Vom gebändigten Geist in der Flasche der
wertkritischen Krisis-Bande und ihrem Anführer
Es gibt Kompromiße und es gibt
Kompromiße. Man muß es verstehen, die Umstände und die
konkreten Bedingungen jedes Kompromisses oder jeder Spielart eines Kompromisses
zu analysieren. Man muß es lernen, den Menschen, der den Banditen Geld
und Waffen gegeben hat, um das Übel, das die Banditen stiften, zu
verringern und ihre Ergreifung und Erschießung zu erleichtern, von dem
Menschen zu unterscheiden, der den Banditen Geld und Waffen gibt, um sich an
der Teilung der Banditenbeute zu beteiligen.
(W.I.Lenin in: Der linke Radikalismus, die Kinderkrankheit im
Kommunismus)
Theorie und geistige Erfahrung bedürfen ihrer Wechselwirkung.

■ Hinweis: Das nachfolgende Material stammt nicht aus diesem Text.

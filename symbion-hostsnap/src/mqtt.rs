/*!
Ingestion MQTT

Le listener pousse chaque payload dans une file bornée; un pool fixe de workers
la vide via [`ReconciliationEngine::analyze`]. File pleine: le message entrant
est abandonné au lieu de bloquer l'event loop.
*/

use crate::config::{IngestConf, MqttConf};
use crate::engine::ReconciliationEngine;
use crate::health::HealthTracker;
use rumqttc::{AsyncClient, Event, Incoming, MqttOptions, QoS};
use std::sync::atomic::{AtomicU64, Ordering};
use std::sync::Arc;
use std::time::{Duration, Instant};
use tokio::sync::{mpsc, Mutex};
use tokio::task::{self, JoinHandle};
use tracing::{debug, error, info, warn};

const THROUGHPUT_LOG_EVERY: u64 = 10_000;

/// Producer side of the ingest queue.
#[derive(Clone)]
pub struct Dispatcher {
    tx: mpsc::Sender<String>,
    health: HealthTracker,
}

impl Dispatcher {
    /// Queues one message. Returns false when it was shed.
    pub fn dispatch(&self, payload: String) -> bool {
        self.health.record_received();
        match self.tx.try_send(payload) {
            Ok(()) => true,
            Err(mpsc::error::TrySendError::Full(_)) => {
                self.health.record_shed();
                warn!("ingest queue full, message shed");
                false
            }
            Err(mpsc::error::TrySendError::Closed(_)) => {
                error!("ingest workers gone, message lost");
                false
            }
        }
    }
}

/// Creates the ingest queue and its worker pool.
pub fn spawn_workers(
    engine: Arc<ReconciliationEngine>,
    health: HealthTracker,
    conf: &IngestConf,
) -> (Dispatcher, Vec<JoinHandle<()>>) {
    let (tx, rx) = mpsc::channel::<String>(conf.queue_size.max(1));
    let rx = Arc::new(Mutex::new(rx));
    let handled = Arc::new(AtomicU64::new(0));
    let started = Instant::now();

    let workers = (0..conf.workers.max(1))
        .map(|worker| {
            let rx = Arc::clone(&rx);
            let engine = Arc::clone(&engine);
            let health = health.clone();
            let handled = Arc::clone(&handled);

            task::spawn(async move {
                loop {
                    let next = rx.lock().await.recv().await;
                    let Some(payload) = next else {
                        debug!(worker, "ingest queue closed, worker exiting");
                        break;
                    };

                    match engine.analyze(&payload).await {
                        Ok(outcome) => health.record_outcome(&outcome),
                        Err(e) => {
                            health.record_failed();
                            error!(worker, "reconciliation failed: {e}");
                        }
                    }

                    let count = handled.fetch_add(1, Ordering::Relaxed) + 1;
                    if count % THROUGHPUT_LOG_EVERY == 0 {
                        let secs = started.elapsed().as_secs_f64().max(f64::EPSILON);
                        let per_sec = (count as f64 / secs * 10.0).round() / 10.0;
                        info!(handled = count, per_sec, "ingest throughput");
                    }
                }
            })
        })
        .collect();

    info!(workers = conf.workers.max(1), queue = conf.queue_size.max(1), "ingest workers started");
    (Dispatcher { tx, health }, workers)
}

/// Subscribes to the snapshot topic and feeds the dispatcher for the life of
/// the process. Resubscribes on every (re)connection.
pub fn spawn_mqtt_listener(cfg: MqttConf, dispatcher: Dispatcher, health: HealthTracker) -> JoinHandle<()> {
    task::spawn(async move {
        let client_id = format!("symbion-hostsnap-{}", uuid::Uuid::new_v4().simple());
        let mut opts = MqttOptions::new(client_id, &cfg.host, cfg.port);
        opts.set_keep_alive(Duration::from_secs(cfg.keep_alive_secs));
        let (client, mut eventloop) = AsyncClient::new(opts, 10);

        info!(host = %cfg.host, port = cfg.port, topic = %cfg.topic, "starting MQTT listener");
        loop {
            match eventloop.poll().await {
                Ok(Event::Incoming(Incoming::ConnAck(_))) => {
                    health.mark_mqtt_connected();
                    if let Err(e) = client.subscribe(&cfg.topic, QoS::AtLeastOnce).await {
                        error!("subscribe {} failed: {e:?}", cfg.topic);
                    }
                }
                Ok(Event::Incoming(Incoming::Publish(p))) if p.topic == cfg.topic => {
                    match String::from_utf8(p.payload.to_vec()) {
                        Ok(txt) => {
                            dispatcher.dispatch(txt);
                        }
                        Err(_) => debug!("non UTF-8 payload on {}, ignored", p.topic),
                    }
                }
                Ok(_) => {}
                Err(e) => {
                    warn!("MQTT error: {e:?}");
                    health.increment_reconnects();
                    tokio::time::sleep(Duration::from_secs(2)).await;
                }
            }
        }
    })
}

Jene enthält nicht Antworten auf alles, sondern reagiert auf die bis ins
Innerste falsche Welt.
(Theodor W.Adorno, Negative Dialektik, S.41)
Wenn man sich über sich selbst erhebt, schwebt man im wertkritischen
Himmelreich des absoluten Welt-geistes und heißt nicht mehr
Napoleon, sondern Robert Kurz.
Noch kurz nach den Anschlägen auf WTC und Pentagon war es ihm, dem Eric
Zabel des wertkritischen Krisisteams, darum bestellt, auf eine kritische
Theorie im Sinne Max Horkheimers abzuheben und die fehlende
intellektuelle Reflexion über die Dialektik der
Aufklärung als gespenstischen Rückfall in die Zeit der
ignoranten bürgerlichen Geschichtsphilosophie des 18. und 19.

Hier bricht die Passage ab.